*What is needed*.
Restate every line of the material, word for word.

*Provided data*.
//! Session signal: the process-wide "is someone signed in" value.
//!
//! SYSTEM CONTEXT
//! ==============
//! The auth flows (sign-in, sign-up, logout) are the only writers. Route gates
//! and the nav bar are readers. The value lives in browser `localStorage` in
//! the `csr` build and in an in-memory map elsewhere; the backend is injected
//! through `SessionSignal` so nothing reaches into storage directly.
//!
//! DESIGN
//! ======
//! Reads are snapshots. A revision counter is bumped on every write so
//! reactive readers can opt in to re-evaluation with `track()`; a tracked
//! re-evaluation is simply a fresh snapshot. Side effects that must follow
//! writes synchronously (route gate redirects) use `subscribe` instead, which
//! calls back inside `write` with the new token.
//!
//! TRADE-OFFS
//! ==========
//! Token presence is treated as proof of authentication. The token is never
//! verified against the identity provider here.

#[cfg(test)]
#[path = "session_test.rs"]
mod session_test;

use std::collections::HashMap;
use std::sync::{Arc, Mutex, Weak};

use leptos::prelude::*;

use crate::net::types::SignedInUser;

pub const TOKEN_KEY: &str = "userToken";
pub const EMAIL_KEY: &str = "userEmail";
pub const USER_ID_KEY: &str = "userId";

/// Key/value storage the session signal persists into.
///
/// Implementations swallow their own failures: an unreadable store reads as
/// empty and a failed write is dropped.
pub trait SessionBackend: Send + Sync {
    fn get(&self, key: &str) -> Option<String>;
    fn set(&self, key: &str, value: &str);
    fn remove(&self, key: &str);
}

/// In-memory backend for non-browser builds and tests.
#[derive(Debug, Default)]
pub struct MemoryBackend {
    entries: Mutex<HashMap<String, String>>,
}

impl SessionBackend for MemoryBackend {
    fn get(&self, key: &str) -> Option<String> {
        self.entries.lock().ok()?.get(key).cloned()
    }

    fn set(&self, key: &str, value: &str) {
        if let Ok(mut entries) = self.entries.lock() {
            entries.insert(key.to_owned(), value.to_owned());
        }
    }

    fn remove(&self, key: &str) {
        if let Ok(mut entries) = self.entries.lock() {
            entries.remove(key);
        }
    }
}

/// Browser `localStorage` backend.
#[cfg(feature = "csr")]
#[derive(Debug, Default, Clone, Copy)]
pub struct LocalStorageBackend;

#[cfg(feature = "csr")]
impl LocalStorageBackend {
    fn storage() -> Option<web_sys::Storage> {
        web_sys::window().and_then(|w| w.local_storage().ok().flatten())
    }
}

#[cfg(feature = "csr")]
impl SessionBackend for LocalStorageBackend {
    fn get(&self, key: &str) -> Option<String> {
        Self::storage()?.get_item(key).ok().flatten()
    }

    fn set(&self, key: &str, value: &str) {
        if let Some(storage) = Self::storage() {
            if storage.set_item(key, value).is_err() {
                log::warn!("session storage write failed for {key}");
            }
        }
    }

    fn remove(&self, key: &str) {
        if let Some(storage) = Self::storage() {
            if storage.remove_item(key).is_err() {
                log::warn!("session storage remove failed for {key}");
            }
        }
    }
}

/// A write issued by an auth flow.
#[derive(Clone, Debug, PartialEq, Eq)]
pub enum SessionUpdate {
    SignIn(SignedInUser),
    Clear,
}

/// Non-secret identity details kept next to the token.
#[derive(Clone, Debug, PartialEq, Eq)]
pub struct SessionIdentity {
    pub email: String,
    pub user_id: Option<String>,
}

type Listener = Arc<dyn Fn(Option<&str>) + Send + Sync>;

#[derive(Default)]
struct Listeners {
    next_id: u64,
    entries: Vec<(u64, Listener)>,
}

/// Keeps a `subscribe` callback registered; dropping it unsubscribes.
#[must_use = "dropping the subscription unsubscribes immediately"]
pub struct SessionSubscription {
    id: u64,
    listeners: Weak<Mutex<Listeners>>,
}

impl Drop for SessionSubscription {
    fn drop(&mut self) {
        if let Some(listeners) = self.listeners.upgrade() {
            if let Ok(mut listeners) = listeners.lock() {
                listeners.entries.retain(|(id, _)| *id != self.id);
            }
        }
    }
}

/// Shared handle to the session, provided through Leptos context.
#[derive(Clone)]
pub struct SessionSignal {
    backend: Arc<dyn SessionBackend>,
    revision: ArcRwSignal<u64>,
    listeners: Arc<Mutex<Listeners>>,
}

impl SessionSignal {
    pub fn new(backend: Arc<dyn SessionBackend>) -> Self {
        Self { backend, revision: ArcRwSignal::new(0), listeners: Arc::default() }
    }

    pub fn in_memory() -> Self {
        Self::new(Arc::new(MemoryBackend::default()))
    }

    /// The backend appropriate for the current build target.
    pub fn platform() -> Self {
        #[cfg(feature = "csr")]
        {
            Self::new(Arc::new(LocalStorageBackend))
        }
        #[cfg(not(feature = "csr"))]
        {
            Self::in_memory()
        }
    }

    /// Current token, if any. Untracked snapshot; empty values read as absent.
    pub fn read(&self) -> Option<String> {
        self.backend.get(TOKEN_KEY).filter(|token| !token.is_empty())
    }

    pub fn is_authenticated(&self) -> bool {
        self.read().is_some()
    }

    pub fn write(&self, update: SessionUpdate) {
        match update {
            SessionUpdate::SignIn(user) => {
                self.backend.set(TOKEN_KEY, &user.token);
                self.backend.set(EMAIL_KEY, &user.email);
                self.backend.set(USER_ID_KEY, &user.user_id);
                log::info!("session stored for {}", user.email);
            }
            SessionUpdate::Clear => {
                self.backend.remove(TOKEN_KEY);
                self.backend.remove(EMAIL_KEY);
                self.backend.remove(USER_ID_KEY);
                log::info!("session cleared");
            }
        }
        self.revision.update(|rev| *rev += 1);
        self.notify();
    }

    /// Call `listener` with the token snapshot after every write, until the
    /// returned subscription is dropped.
    pub fn subscribe(&self, listener: impl Fn(Option<&str>) + Send + Sync + 'static) -> SessionSubscription {
        let Ok(mut listeners) = self.listeners.lock() else {
            log::warn!("session listeners poisoned; subscription ignored");
            return SessionSubscription { id: 0, listeners: Weak::new() };
        };
        listeners.next_id += 1;
        let id = listeners.next_id;
        listeners.entries.push((id, Arc::new(listener)));
        SessionSubscription { id, listeners: Arc::downgrade(&self.listeners) }
    }

    fn notify(&self) {
        // Snapshot so listeners may subscribe or unsubscribe while being called.
        let listeners: Vec<Listener> = match self.listeners.lock() {
            Ok(listeners) => listeners.entries.iter().map(|(_, l)| Arc::clone(l)).collect(),
            Err(_) => return,
        };
        let token = self.read();
        for listener in listeners {
            listener(token.as_deref());
        }
    }

    /// Email and user id of the signed-in user. `None` while anonymous.
    pub fn identity(&self) -> Option<SessionIdentity> {
        self.read()?;
        let email = self.backend.get(EMAIL_KEY).unwrap_or_default();
        let user_id = self.backend.get(USER_ID_KEY).filter(|id| !id.is_empty());
        Some(SessionIdentity { email, user_id })
    }

    /// Token, email and user id together; `None` unless all are present.
    pub fn signed_in_user(&self) -> Option<SignedInUser> {
        let token = self.read()?;
        let identity = self.identity()?;
        Some(SignedInUser { token, email: identity.email, user_id: identity.user_id? })
    }

    /// Subscribe the current reactive scope to session writes.
    pub fn track(&self) {
        self.revision.track();
    }

    pub fn revision(&self) -> u64 {
        self.revision.get_untracked()
    }
}

/// Fetch the session from context, falling back to an empty in-memory one.
pub fn use_session() -> SessionSignal {
    use_context::<SessionSignal>().unwrap_or_else(SessionSignal::in_memory)
}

*Written response*.
//! Session signal: the process-wide "is someone signed in" value.
//!
//! SYSTEM CONTEXT
//! ==============
//! The auth flows (sign-in, sign-up, logout) are the only writers. Route gates
//! and the nav bar are readers. The value lives in browser `localStorage` in
//! the `csr` build and in an in-memory map elsewhere; the backend is injected
//! through `SessionSignal` so nothing reaches into storage directly.
//!
//! DESIGN
//! ======
//! Reads are snapshots. A revision counter is bumped on every write so
//! reactive readers can opt in to re-evaluation with `track()`; a tracked
//! re-evaluation is simply a fresh snapshot. Side effects that must follow
//! writes synchronously (route gate redirects) use `subscribe` instead, which
//! calls back inside `write` with the new token.
//!
//! TRADE-OFFS
//! ==========
//! Token presence is treated as proof of authentication. The token is never
//! verified against the identity provider here.

#[cfg(test)]
#[path = "session_test.rs"]
mod session_test;

use std::collections::HashMap;
use std::sync::{Arc, Mutex, Weak};

use leptos::prelude::*;

use crate::net::types::SignedInUser;

pub const TOKEN_KEY: &str = "userToken";
pub const EMAIL_KEY: &str = "userEmail";
pub const USER_ID_KEY: &str = "userId";

/// Key/value storage the session signal persists into.
///
/// Implementations swallow their own failures: an unreadable store reads as
/// empty and a failed write is dropped.
pub trait SessionBackend: Send + Sync {
    fn get(&self, key: &str) -> Option<String>;
    fn set(&self, key: &str, value: &str);
    fn remove(&self, key: &str);
}

/// In-memory backend for non-browser builds and tests.
#[derive(Debug, Default)]
pub struct MemoryBackend {
    entries: Mutex<HashMap<String, String>>,
}

impl SessionBackend for MemoryBackend {
    fn get(&self, key: &str) -> Option<String> {
        self.entries.lock().ok()?.get(key).cloned()
    }

    fn set(&self, key: &str, value: &str) {
        if let Ok(mut entries) = self.entries.lock() {
            entries.insert(key.to_owned(), value.to_owned());
        }
    }

    fn remove(&self, key: &str) {
        if let Ok(mut entries) = self.entries.lock() {
            entries.remove(key);
        }
    }
}

/// Browser `localStorage` backend.
#[cfg(feature = "csr")]
#[derive(Debug, Default, Clone, Copy)]
pub struct LocalStorageBackend;

#[cfg(feature = "csr")]
impl LocalStorageBackend {
    fn storage() -> Option<web_sys::Storage> {
        web_sys::window().and_then(|w| w.local_storage().ok().flatten())
    }
}

#[cfg(feature = "csr")]
impl SessionBackend for LocalStorageBackend {
    fn get(&self, key: &str) -> Option<String> {
        Self::storage()?.get_item(key).ok().flatten()
    }

    fn set(&self, key: &str, value: &str) {
        if let Some(storage) = Self::storage() {
            if storage.set_item(key, value).is_err() {
                log::warn!("session storage write failed for {key}");
            }
        }
    }

    fn remove(&self, key: &str) {
        if let Some(storage) = Self::storage() {
            if storage.remove_item(key).is_err() {
                log::warn!("session storage remove failed for {key}");
            }
        }
    }
}

/// A write issued by an auth flow.
#[derive(Clone, Debug, PartialEq, Eq)]
pub enum SessionUpdate {
    SignIn(SignedInUser),
    Clear,
}

/// Non-secret identity details kept next to the token.
#[derive(Clone, Debug, PartialEq, Eq)]
pub struct SessionIdentity {
    pub email: String,
    pub user_id: Option<String>,
}

type Listener = Arc<dyn Fn(Option<&str>) + Send + Sync>;

#[derive(Default)]
struct Listeners {
    next_id: u64,
    entries: Vec<(u64, Listener)>,
}

/// Keeps a `subscribe` callback registered; dropping it unsubscribes.
#[must_use = "dropping the subscription unsubscribes immediately"]
pub struct SessionSubscription {
    id: u64,
    listeners: Weak<Mutex<Listeners>>,
}

impl Drop for SessionSubscription {
    fn drop(&mut self) {
        if let Some(listeners) = self.listeners.upgrade() {
            if let Ok(mut listeners) = listeners.lock() {
                listeners.entries.retain(|(id, _)| *id != self.id);
            }
        }
    }
}

/// Shared handle to the session, provided through Leptos context.
#[derive(Clone)]
pub struct SessionSignal {
    backend: Arc<dyn SessionBackend>,
    revision: ArcRwSignal<u64>,
    listeners: Arc<Mutex<Listeners>>,
}

impl SessionSignal {
    pub fn new(backend: Arc<dyn SessionBackend>) -> Self {
        Self { backend, revision: ArcRwSignal::new(0), listeners: Arc::default() }
    }

    pub fn in_memory() -> Self {
        Self::new(Arc::new(MemoryBackend::default()))
    }

    /// The backend appropriate for the current build target.
    pub fn platform() -> Self {
        #[cfg(feature = "csr")]
        {
            Self::new(Arc::new(LocalStorageBackend))
        }
        #[cfg(not(feature = "csr"))]
        {
            Self::in_memory()
        }
    }

    /// Current token, if any. Untracked snapshot; empty values read as absent.
    pub fn read(&self) -> Option<String> {
        self.backend.get(TOKEN_KEY).filter(|token| !token.is_empty())
    }

    pub fn is_authenticated(&self) -> bool {
        self.read().is_some()
    }

    pub fn write(&self, update: SessionUpdate) {
        match update {
            SessionUpdate::SignIn(user) => {
                self.backend.set(TOKEN_KEY, &user.token);
                self.backend.set(EMAIL_KEY, &user.email);
                self.backend.set(USER_ID_KEY, &user.user_id);
                log::info!("session stored for {}", user.email);
            }
            SessionUpdate::Clear => {
                self.backend.remove(TOKEN_KEY);
                self.backend.remove(EMAIL_KEY);
                self.backend.remove(USER_ID_KEY);
                log::info!("session cleared");
            }
        }
        self.revision.update(|rev| *rev += 1);
        self.notify();
    }

    /// Call `listener` with the token snapshot after every write, until the
    /// returned subscription is dropped.
    pub fn subscribe(&self, listener: impl Fn(Option<&str>) + Send + Sync + 'static) -> SessionSubscription {
        let Ok(mut listeners) = self.listeners.lock() else {
            log::warn!("session listeners poisoned; subscription ignored");
            return SessionSubscription { id: 0, listeners: Weak::new() };
        };
        listeners.next_id += 1;
        let id = listeners.next_id;
        listeners.entries.push((id, Arc::new(listener)));
        SessionSubscription { id, listeners: Arc::downgrade(&self.listeners) }
    }

    fn notify(&self) {
        // Snapshot so listeners may subscribe or unsubscribe while being called.
        let listeners: Vec<Listener> = match self.listeners.lock() {
            Ok(listeners) => listeners.entries.iter().map(|(_, l)| Arc::clone(l)).collect(),
            Err(_) => return,
        };
        let token = self.read();
        for listener in listeners {
            listener(token.as_deref());
        }
    }

    /// Email and user id of the signed-in user. `None` while anonymous.
    pub fn identity(&self) -> Option<SessionIdentity> {
        self.read()?;
        let email = self.backend.get(EMAIL_KEY).unwrap_or_default();
        let user_id = self.backend.get(USER_ID_KEY).filter(|id| !id.is_empty());
        Some(SessionIdentity { email, user_id })
    }

    /// Token, email and user id together; `None` unless all are present.
    pub fn signed_in_user(&self) -> Option<SignedInUser> {
        let token = self.read()?;
        let identity = self.identity()?;
        Some(SignedInUser { token, email: identity.email, user_id: identity.user_id? })
    }

    /// Subscribe the current reactive scope to session writes.
    pub fn track(&self) {
        self.revision.track();
    }

    pub fn revision(&self) -> u64 {
        self.revision.get_untracked()
    }
}

/// Fetch the session from context, falling back to an empty in-memory one.
pub fn use_session() -> SessionSignal {
    use_context::<SessionSignal>().unwrap_or_else(SessionSignal::in_memory)
}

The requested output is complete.